Not enough clamps (I used two)? Humidity in my house? Didn't clamp long enough (24 hours)? Not a straight enough joint? Not enough glue? Didn't sand enough?

Time to do some research
 
I don't think I could have done any more glue. I'll try clamping for longer though

If temperatures in your work area are normalish, then usually overnight is fine. My dad was always picky about leaving things for a full 24 hours though when he built furniture . . . and none of that stuff ever came unglued. Way stronger at the glue joint than the rest of the wood.
 
What a pain in the ash. If it's just the glue joint and not the ash splitting, then I think the answer is easier to figure out.
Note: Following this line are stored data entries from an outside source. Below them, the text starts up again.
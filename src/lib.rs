//! # slirc-engine
//!
//! A client-side IRC protocol engine for bots.
//!
//! ## Features
//!
//! - Incremental CRLF line framing with configurable encoding and size limit
//! - Parsing of prefixed lines and bare `PING`s into messages
//! - Event dispatch with channel tracking (topic, mode, creation time)
//! - Command encoding with guaranteed CRLF termination
//! - Optional Tokio connection driver over TCP or TLS

#![deny(clippy::all)]
#![cfg_attr(docsrs, feature(doc_cfg))]

//! ## Quick Start
//!
//! The [`Engine`] is sans-IO: feed it bytes, act on what it returns.
//!
//! ```rust
//! use slirc_engine::{Action, ClientConfig, Engine, Event};
//!
//! let mut engine = Engine::new(&ClientConfig::new("irc.example.net", "bot")).unwrap();
//!
//! for action in engine.feed(b":bot!b@h JOIN #rust\r\n") {
//!     match action {
//!         Action::Emit(Event::JoinedChannel(channel)) => println!("joined {}", channel.name()),
//!         Action::Emit(_) => {}
//!         Action::Send(command) => println!("would send {}", command),
//!         Action::Error(err) => eprintln!("{}", err),
//!     }
//! }
//! assert!(engine.directory().contains("#rust"));
//! ```
//!
//! With the `tokio` feature, [`Connection`] drives an engine over a socket
//! and calls subscribers for every event.
//!
//! ## Acknowledgments
//!
//! This project was inspired by the architectural patterns established by
//! [Aaron Weiss (aatxe)](https://github.com/aatxe) in the
//! [irc](https://github.com/aatxe/irc) crate.

pub mod config;
pub mod directory;
pub mod dispatch;
pub mod encode;
pub mod engine;
pub mod error;
pub mod event;
pub mod line;
pub mod message;
pub mod response;
pub mod user;

pub use self::config::{ClientConfig, DEFAULT_PORT};
pub use self::directory::{Channel, Directory};
pub use self::dispatch::{Action, Dispatcher, RegistrationState};
pub use self::encode::{ensure_crlf, Command, IrcEncode};
pub use self::engine::Engine;
pub use self::error::{DispatchError, MessageParseError, ProtocolError, TransportError};
pub use self::event::Event;
pub use self::line::{LineFramer, Lines, MAX_IRC_LINE_LEN};
pub use self::message::{Message, Opcode};
pub use self::response::Response;
pub use self::user::User;

#[cfg(feature = "tokio")]
#[cfg_attr(docsrs, doc(cfg(feature = "tokio")))]
pub mod connection;
#[cfg(feature = "tokio")]
pub use self::connection::{Connection, Handler, Outbox};

#[cfg(feature = "tokio")]
#[cfg_attr(docsrs, doc(cfg(feature = "tokio")))]
pub mod transport;
#[cfg(feature = "tokio")]
pub use self::transport::{native_tls_connector, Transport};
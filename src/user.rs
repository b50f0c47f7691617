//! Message senders.

use std::fmt;

use crate::encode::Command;

/// A sender split on the first `!` into nick and host.
///
/// Server senders (no `!`) have no host. Values are rebuilt from every
/// message and carry no identity beyond their fields.
#[derive(Clone, Debug, PartialEq, Eq, Hash)]
#[cfg_attr(feature = "serde", derive(serde::Serialize, serde::Deserialize))]
pub struct User {
    nick: String,
    host: Option<String>,
}

impl User {
    /// A user known only by nick.
    pub fn new(nick: impl Into<String>) -> Self {
        Self {
            nick: nick.into(),
            host: None,
        }
    }

    /// Split a sender token such as `nick!user@host`.
    ///
    /// ```
    /// use slirc_engine::User;
    ///
    /// let user = User::parse("dan!~d@example.org");
    /// assert_eq!(user.nick(), "dan");
    /// assert_eq!(user.host(), Some("~d@example.org"));
    /// assert!(user.matches_nick("dan"));
    /// ```
    pub fn parse(sender: &str) -> Self {
        let sender = sender.strip_prefix(':').unwrap_or(sender);
        match sender.split_once('!') {
            Some((nick, host)) => Self {
                nick: nick.to_string(),
                host: Some(host.to_string()),
            },
            None => Self::new(sender),
        }
    }

    /// Nickname (or server name for server senders).
    pub fn nick(&self) -> &str {
        &self.nick
    }

    /// Everything after the `!`, usually `user@host`.
    pub fn host(&self) -> Option<&str> {
        self.host.as_deref()
    }

    /// Returns true if this user goes by `nick`.
    pub fn matches_nick(&self, nick: &str) -> bool {
        self.nick == nick
    }

    /// PRIVMSG addressed to this user.
    pub fn message(&self, text: impl Into<String>) -> Command {
        Command::Privmsg {
            target: self.nick.clone(),
            text: text.into(),
        }
    }
}

impl fmt::Display for User {
    fn fmt(&self, f: &mut fmt::Formatter<'_>) -> fmt::Result {
        match &self.host {
            Some(host) => write!(f, "{}!{}", self.nick, host),
            None => f.write_str(&self.nick),
        }
    }
}
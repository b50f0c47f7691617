//! Fuzz target for the line framer
//!
//! The first byte picks a chunk size; the rest is fed in chunks to a capped
//! framer. Every returned line must be free of CRLF.

#![no_main]

use libfuzzer_sys::fuzz_target;
use slirc_engine::LineFramer;

fuzz_target!(|data: &[u8]| {
    let Some((&size, stream)) = data.split_first() else {
        return;
    };
    let size = usize::from(size).max(1);

    let mut framer = LineFramer::new().with_max_line_len(64);
    for chunk in stream.chunks(size) {
        for line in framer.feed(chunk).flatten() {
            assert!(!line.contains("\r\n"));
        }
    }
});
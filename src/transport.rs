//! TCP and TLS byte streams.
//!
//! [`Transport`] is the stream a [`Connection`](crate::Connection) owns when
//! it dials out itself. Tests and embedders can hand a `Connection` any other
//! `AsyncRead + AsyncWrite` stream instead.

use std::fmt;
use std::io;
use std::pin::Pin;
use std::sync::Arc;
use std::task::{Context, Poll};
use std::time::Duration;

use socket2::{SockRef, TcpKeepalive};
use tokio::io::{AsyncRead, AsyncWrite, ReadBuf};
use tokio::net::TcpStream;
use tokio_rustls::client::TlsStream;
use tokio_rustls::rustls::pki_types::ServerName;
use tokio_rustls::rustls::{ClientConfig as TlsClientConfig, RootCertStore};
use tokio_rustls::TlsConnector;
use tracing::{debug, warn};

use crate::error::TransportError;

/// A connected plain or TLS stream.
pub enum Transport {
    /// Plain TCP.
    Tcp(TcpStream),
    /// Client-side TLS over TCP.
    Tls(Box<TlsStream<TcpStream>>),
}

impl Transport {
    /// Open a plain TCP connection.
    pub async fn connect(host: &str, port: u16) -> Result<Self, TransportError> {
        Ok(Self::Tcp(Self::dial(host, port).await?))
    }

    /// Open a TLS connection, verifying the server as `host`.
    pub async fn connect_tls(
        host: &str,
        port: u16,
        connector: &TlsConnector,
    ) -> Result<Self, TransportError> {
        let server_name = ServerName::try_from(host)
            .map_err(|_| TransportError::InvalidServerName(host.to_string()))?
            .to_owned();

        let stream = Self::dial(host, port).await?;
        let tls = connector.connect(server_name, stream).await?;
        debug!(host, port, "TLS handshake complete");
        Ok(Self::Tls(Box::new(tls)))
    }

    async fn dial(host: &str, port: u16) -> Result<TcpStream, TransportError> {
        let stream = TcpStream::connect((host, port)).await?;
        if let Err(e) = Self::enable_keepalive(&stream) {
            warn!("failed to enable TCP keepalive: {}", e);
        }
        debug!(host, port, "connected");
        Ok(stream)
    }

    fn enable_keepalive(stream: &TcpStream) -> io::Result<()> {
        let sock = SockRef::from(stream);
        let keepalive = TcpKeepalive::new()
            .with_time(Duration::from_secs(120))
            .with_interval(Duration::from_secs(30));

        sock.set_tcp_keepalive(&keepalive)
    }

    /// Returns true for TLS connections.
    pub fn is_tls(&self) -> bool {
        matches!(self, Self::Tls(_))
    }
}

impl fmt::Debug for Transport {
    fn fmt(&self, f: &mut fmt::Formatter<'_>) -> fmt::Result {
        match self {
            Transport::Tcp(stream) => f.debug_tuple("Tcp").field(stream).finish(),
            Transport::Tls(_) => f.write_str("Tls(..)"),
        }
    }
}

/// A TLS connector trusting the platform's root certificates.
pub fn native_tls_connector() -> Result<TlsConnector, TransportError> {
    let mut roots = RootCertStore::empty();
    let (added, ignored) = roots.add_parsable_certificates(rustls_native_certs::load_native_certs()?);
    debug!(added, ignored, "loaded platform root certificates");

    let config = TlsClientConfig::builder()
        .with_root_certificates(roots)
        .with_no_client_auth();
    Ok(TlsConnector::from(Arc::new(config)))
}

impl AsyncRead for Transport {
    fn poll_read(
        self: Pin<&mut Self>,
        cx: &mut Context<'_>,
        buf: &mut ReadBuf<'_>,
    ) -> Poll<io::Result<()>> {
        match self.get_mut() {
            Transport::Tcp(stream) => Pin::new(stream).poll_read(cx, buf),
            Transport::Tls(stream) => Pin::new(stream.as_mut()).poll_read(cx, buf),
        }
    }
}

impl AsyncWrite for Transport {
    fn poll_write(
        self: Pin<&mut Self>,
        cx: &mut Context<'_>,
        buf: &[u8],
    ) -> Poll<io::Result<usize>> {
        match self.get_mut() {
            Transport::Tcp(stream) => Pin::new(stream).poll_write(cx, buf),
            Transport::Tls(stream) => Pin::new(stream.as_mut()).poll_write(cx, buf),
        }
    }

    fn poll_flush(self: Pin<&mut Self>, cx: &mut Context<'_>) -> Poll<io::Result<()>> {
        match self.get_mut() {
            Transport::Tcp(stream) => Pin::new(stream).poll_flush(cx),
            Transport::Tls(stream) => Pin::new(stream.as_mut()).poll_flush(cx),
        }
    }

    fn poll_shutdown(self: Pin<&mut Self>, cx: &mut Context<'_>) -> Poll<io::Result<()>> {
        match self.get_mut() {
            Transport::Tcp(stream) => Pin::new(stream).poll_shutdown(cx),
            Transport::Tls(stream) => Pin::new(stream.as_mut()).poll_shutdown(cx),
        }
    }
}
Is it humid where you are? Here in MN, our humidity wave doesn't really kick in until about the end of May. Then it is thick like Florida for a few months here. Nearly every MN home has a moldy basement from our swampnuts humidity every summer.
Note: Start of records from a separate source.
//! A small bot on top of `Connection`.
//!
//! Connects, joins a channel once registered, prints what it hears and
//! answers "hello".
//!
//! ```text
//! cargo run --example echo_bot -- irc.libera.chat Addybot '#addybot'
//! RUST_LOG=slirc_engine=debug cargo run --example echo_bot
//! ```

use slirc_engine::{ClientConfig, Connection, Event, Outbox};
use tracing::info;
use tracing_subscriber::EnvFilter;

#[tokio::main]
async fn main() -> anyhow::Result<()> {
    tracing_subscriber::fmt()
        .with_env_filter(
            EnvFilter::try_from_default_env().unwrap_or_else(|_| EnvFilter::new("info")),
        )
        .with_target(true)
        .init();

    let mut args = std::env::args().skip(1);
    let server = args.next().unwrap_or_else(|| "irc.libera.chat".to_string());
    let nick = args.next().unwrap_or_else(|| "Addybot".to_string());
    let channel = args.next().unwrap_or_else(|| "#addybot".to_string());

    let config = ClientConfig::new(server, nick.as_str())
        .with_port(6697)
        .with_tls(true)
        .with_realname("slirc-engine echo bot");

    let mut conn = Connection::connect(config).await?;
    info!(nick = %nick, "connected, registering");

    conn.subscribe(move |event: &Event, out: &mut Outbox| match event {
        Event::Online => out.join(channel.as_str()),
        Event::Notice { sender, text } => println!("NOTICE ({}): {}", sender, text),
        Event::ChannelMessage {
            sender,
            text,
            channel,
        } => {
            println!("{} <{}> {}", channel.name(), sender, text);
            if text.trim().eq_ignore_ascii_case("hello") {
                out.send(channel.message(format!("hello, {}!", sender.nick())));
            }
        }
        Event::PrivateMessage { sender, text } => {
            println!("<<< {} >>>: {}", sender, text);
            out.send(sender.message(text.as_str()));
        }
        Event::JoinedChannel(channel) => info!(channel = channel.name(), "joined"),
        Event::Kicked {
            sender,
            channel,
            reason,
        } => info!(channel = channel.name(), by = %sender, reason = %reason, "kicked"),
        _ => {}
    });

    conn.connect_as().await?;
    conn.run().await?;
    info!("server closed the connection");
    Ok(())
}
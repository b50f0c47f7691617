//! Parsed IRC lines.

mod nom_parser;
mod types;

pub(crate) use self::types::strip_colon;
pub use self::types::{Message, Opcode};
When gluing in high humidity, I would just allow more time for the glue to dry. As Stv said, waiting a full 24 hours, at least, never hurt any project. If you already waited 24 hours and the split still happened, I would personally start thinking I got a bunk glue bottle. The Ramones would not be happy.

I don't think it's a clamping issue personally. Once that glue dries, that split would never happen IMO. Glue joints are strong AF when it comes to wood. As long as the glue bonds with the wood, it's set in stone once dried. Glue never has a problem bonding with ash, it's not oily AF like bocote.
 
When trying a second attempt this afternoon, I noticed that my jointer left too clean an edge, so the glue didn't have any pores to find their way into
 
How are you preparing the two edges to mate?
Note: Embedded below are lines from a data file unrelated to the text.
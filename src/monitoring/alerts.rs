//! Threshold alerts over the aggregate metrics view.

use chrono::{DateTime, Utc};
use rust_decimal::Decimal;
use serde::{Deserialize, Serialize};
use std::fmt;
use tracing::{info, warn};

use super::types::SystemMetrics;
use crate::core::context::BlockContext;
use crate::core::errors::{Result, SentinelError};
use crate::storage::{codec, keys, KvStore};

#[derive(Debug, Clone, Copy, PartialEq, Eq, Serialize, Deserialize)]
pub enum AlertCondition {
    #[serde(rename = "gt")]
    GreaterThan,
    #[serde(rename = "lt")]
    LessThan,
    #[serde(rename = "eq")]
    Equals,
    #[serde(rename = "ne")]
    NotEquals,
}

impl AlertCondition {
    pub fn holds(&self, value: Decimal, threshold: Decimal) -> bool {
        match self {
            AlertCondition::GreaterThan => value > threshold,
            AlertCondition::LessThan => value < threshold,
            AlertCondition::Equals => value == threshold,
            AlertCondition::NotEquals => value != threshold,
        }
    }

    pub fn as_str(&self) -> &'static str {
        match self {
            AlertCondition::GreaterThan => "gt",
            AlertCondition::LessThan => "lt",
            AlertCondition::Equals => "eq",
            AlertCondition::NotEquals => "ne",
        }
    }
}

impl fmt::Display for AlertCondition {
    fn fmt(&self, f: &mut fmt::Formatter<'_>) -> fmt::Result {
        f.write_str(self.as_str())
    }
}

#[derive(Debug, Clone, Copy, PartialEq, Eq, PartialOrd, Ord, Serialize, Deserialize)]
#[serde(rename_all = "lowercase")]
pub enum AlertSeverity {
    Info,
    Warning,
    Critical,
}

impl fmt::Display for AlertSeverity {
    fn fmt(&self, f: &mut fmt::Formatter<'_>) -> fmt::Result {
        let s = match self {
            AlertSeverity::Info => "info",
            AlertSeverity::Warning => "warning",
            AlertSeverity::Critical => "critical",
        };
        f.write_str(s)
    }
}

/// Fields of [`SystemMetrics`] an alert can watch
#[derive(Debug, Clone, Copy, PartialEq, Eq, PartialOrd, Ord, Serialize, Deserialize)]
#[serde(rename_all = "snake_case")]
pub enum MetricName {
    LastBlockHeight,
    AverageBlockTimeMs,
    TransactionsTotal,
    TotalCollateralValue,
    TotalDebtValue,
    SystemCollateralRatio,
    TotalSettlements,
    TotalSettlementVolume,
    ActiveEscrows,
    ActiveChannels,
    PricesUpdated,
    StalePriceCount,
    CircuitTrips,
    RateLimitHits,
    ComplianceBlocks,
    /// Worst error rate across all modules
    MaxModuleErrorRate,
}

impl MetricName {
    pub fn resolve(&self, m: &SystemMetrics) -> Decimal {
        match self {
            MetricName::LastBlockHeight => Decimal::from(m.last_block_height),
            MetricName::AverageBlockTimeMs => m.average_block_time_ms,
            MetricName::TransactionsTotal => Decimal::from(m.transactions_total),
            MetricName::TotalCollateralValue => m.total_collateral_value,
            MetricName::TotalDebtValue => m.total_debt_value,
            MetricName::SystemCollateralRatio => m.system_collateral_ratio,
            MetricName::TotalSettlements => Decimal::from(m.total_settlements),
            MetricName::TotalSettlementVolume => Decimal::from(m.total_settlement_volume),
            MetricName::ActiveEscrows => Decimal::from(m.active_escrows),
            MetricName::ActiveChannels => Decimal::from(m.active_channels),
            MetricName::PricesUpdated => Decimal::from(m.prices_updated),
            MetricName::StalePriceCount => Decimal::from(m.stale_price_count),
            MetricName::CircuitTrips => Decimal::from(m.circuit_trips),
            MetricName::RateLimitHits => Decimal::from(m.rate_limit_hits),
            MetricName::ComplianceBlocks => Decimal::from(m.compliance_blocks),
            MetricName::MaxModuleErrorRate => m.max_module_error_rate(),
        }
    }

    pub fn as_str(&self) -> &'static str {
        match self {
            MetricName::LastBlockHeight => "last_block_height",
            MetricName::AverageBlockTimeMs => "average_block_time_ms",
            MetricName::TransactionsTotal => "transactions_total",
            MetricName::TotalCollateralValue => "total_collateral_value",
            MetricName::TotalDebtValue => "total_debt_value",
            MetricName::SystemCollateralRatio => "system_collateral_ratio",
            MetricName::TotalSettlements => "total_settlements",
            MetricName::TotalSettlementVolume => "total_settlement_volume",
            MetricName::ActiveEscrows => "active_escrows",
            MetricName::ActiveChannels => "active_channels",
            MetricName::PricesUpdated => "prices_updated",
            MetricName::StalePriceCount => "stale_price_count",
            MetricName::CircuitTrips => "circuit_trips",
            MetricName::RateLimitHits => "rate_limit_hits",
            MetricName::ComplianceBlocks => "compliance_blocks",
            MetricName::MaxModuleErrorRate => "max_module_error_rate",
        }
    }
}

impl fmt::Display for MetricName {
    fn fmt(&self, f: &mut fmt::Formatter<'_>) -> fmt::Result {
        f.write_str(self.as_str())
    }
}

#[derive(Debug, Clone, PartialEq, Serialize, Deserialize)]
pub struct AlertConfig {
    /// Identity key
    pub name: String,
    pub metric_name: MetricName,
    pub condition: AlertCondition,
    pub threshold: Decimal,
    /// Informational; evaluation is per block
    #[serde(default)]
    pub duration_secs: u64,
    pub severity: AlertSeverity,
    pub enabled: bool,
}

impl AlertConfig {
    pub fn new(
        name: impl Into<String>,
        metric_name: MetricName,
        condition: AlertCondition,
        threshold: Decimal,
        severity: AlertSeverity,
    ) -> Self {
        Self {
            name: name.into(),
            metric_name,
            condition,
            threshold,
            duration_secs: 0,
            severity,
            enabled: true,
        }
    }

    pub fn validate(&self) -> Result<()> {
        if self.name.trim().is_empty() {
            return Err(SentinelError::Validation("alert config name cannot be empty".into()));
        }
        if self.name.contains('/') {
            return Err(SentinelError::Validation(format!(
                "alert config name '{}' cannot contain '/'",
                self.name
            )));
        }
        if self.threshold.is_sign_negative() {
            return Err(SentinelError::Validation(format!(
                "alert config '{}' threshold {} cannot be negative",
                self.name, self.threshold
            )));
        }
        Ok(())
    }

    pub fn defaults() -> Vec<AlertConfig> {
        vec![
            AlertConfig {
                duration_secs: 300,
                ..AlertConfig::new(
                    "high_error_rate",
                    MetricName::MaxModuleErrorRate,
                    AlertCondition::GreaterThan,
                    Decimal::new(1, 1),
                    AlertSeverity::Warning,
                )
            },
            AlertConfig {
                duration_secs: 60,
                ..AlertConfig::new(
                    "circuit_trips",
                    MetricName::CircuitTrips,
                    AlertCondition::GreaterThan,
                    Decimal::from(10),
                    AlertSeverity::Critical,
                )
            },
            AlertConfig {
                duration_secs: 60,
                ..AlertConfig::new(
                    "rate_limit_hits",
                    MetricName::RateLimitHits,
                    AlertCondition::GreaterThan,
                    Decimal::from(100),
                    AlertSeverity::Info,
                )
            },
            AlertConfig {
                duration_secs: 300,
                ..AlertConfig::new(
                    "stale_prices",
                    MetricName::StalePriceCount,
                    AlertCondition::GreaterThan,
                    Decimal::ZERO,
                    AlertSeverity::Warning,
                )
            },
        ]
    }
}

/// A triggered threshold alert
#[derive(Debug, Clone, PartialEq, Serialize, Deserialize)]
pub struct Alert {
    /// `{config_name}-{height}`
    pub id: String,
    pub config_name: String,
    pub metric_name: MetricName,
    pub value: Decimal,
    pub threshold: Decimal,
    pub severity: AlertSeverity,
    pub message: String,
    pub triggered_at: DateTime<Utc>,
    #[serde(default)]
    pub height: i64,
    #[serde(default)]
    pub resolved: bool,
    #[serde(default)]
    pub resolved_at: Option<DateTime<Utc>>,
}

/// Evaluates alert configs against a metrics snapshot
#[derive(Debug, Default, Clone, Copy)]
pub struct AlertEvaluator;

impl AlertEvaluator {
    pub fn new() -> Self {
        Self
    }

    /// Every enabled config whose condition holds, in config order.
    ///
    /// Repeated triggers are not deduplicated.
    pub fn evaluate(&self, configs: &[AlertConfig], metrics: &SystemMetrics, ctx: &BlockContext) -> Vec<Alert> {
        configs
            .iter()
            .filter(|c| c.enabled)
            .filter_map(|config| {
                let value = config.metric_name.resolve(metrics);
                if !config.condition.holds(value, config.threshold) {
                    return None;
                }
                info!(
                    config = %config.name,
                    metric = %config.metric_name,
                    value = %value,
                    threshold = %config.threshold,
                    severity = %config.severity,
                    "alert triggered"
                );
                Some(Alert {
                    id: format!("{}-{}", config.name, ctx.height),
                    config_name: config.name.clone(),
                    metric_name: config.metric_name,
                    value,
                    threshold: config.threshold,
                    severity: config.severity,
                    message: format!(
                        "Alert: {} - value {} {} threshold {}",
                        config.name, value, config.condition, config.threshold
                    ),
                    triggered_at: ctx.time,
                    height: ctx.height,
                    resolved: false,
                    resolved_at: None,
                })
            })
            .collect()
    }

    /// Stored configs in ascending name order; may be empty
    pub fn get_alert_configs<S: KvStore + ?Sized>(&self, store: &S) -> Result<Vec<AlertConfig>> {
        codec::scan_values(store, keys::ALERT_CONFIG.as_bytes())
    }

    pub fn set_alert_config<S: KvStore + ?Sized>(&self, store: &mut S, config: &AlertConfig) -> Result<()> {
        if let Err(e) = config.validate() {
            warn!(config = %config.name, error = %e, "alert config rejected");
            return Err(e);
        }
        codec::save(store, &keys::alert_config(&config.name), config)
    }

    pub fn remove_alert_config<S: KvStore + ?Sized>(&self, store: &mut S, name: &str) -> Result<()> {
        let key = keys::alert_config(name);
        if !store.has(&key)? {
            return Err(SentinelError::NotFound(format!("alert config {}", name)));
        }
        store.delete(&key)
    }

    pub fn check_alerts<S: KvStore + ?Sized>(
        &self,
        store: &S,
        metrics: &SystemMetrics,
        ctx: &BlockContext,
    ) -> Result<Vec<Alert>> {
        let configs = self.get_alert_configs(store)?;
        Ok(self.evaluate(&configs, metrics, ctx))
    }

    pub fn persist_alert<S: KvStore + ?Sized>(&self, store: &mut S, alert: &Alert) -> Result<()> {
        codec::save(store, &keys::metric_alert(alert.height, &alert.config_name), alert)
    }

    /// Persisted alerts in (height, config name) order
    pub fn get_alerts<S: KvStore + ?Sized>(&self, store: &S) -> Result<Vec<Alert>> {
        codec::scan_values(store, keys::METRIC_ALERT.as_bytes())
    }
}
The only reason they are opening is to relieve pressure of a curve

Either they weren't perfectly flat to begin with and you had to close the glue joint with the clamps

Or the moisture wasn't down to to 1%
And it's moving as it continues to dry

Framing timber from HD is normally around 3% moisture
Martin will let wood sit in a dry shed for 5-10 yrs to achieve this moisture content
 
How are you preparing the two edges to mate?

The only reason they are opening is to relieve pressure of a curve

Either they weren't perfectly flat to begin with and you had to close the glue joint with the clamps

Or the moisture wasn't down to to 1%
And it's moving as it continues to dry

Framing timber from HD is normally around 3% moisture
Martin will let wood sit in a dry shed for 5-10 yrs to achieve this moisture content
I didn't see a visible curve when I set them side by side. I don't know the percentage, but these were kiln dried by a local lumber yard

I planed both faces, then jointed, then light sanding to scuff, then glued
 
The local yard only dries them to 3%

Usually they are run through an edge joiner to true up the mating surface

What method did you use?

Again, if both edges are flat and true
It wouldn't do that

If your bookmatched edges both had the same slight bump in the center.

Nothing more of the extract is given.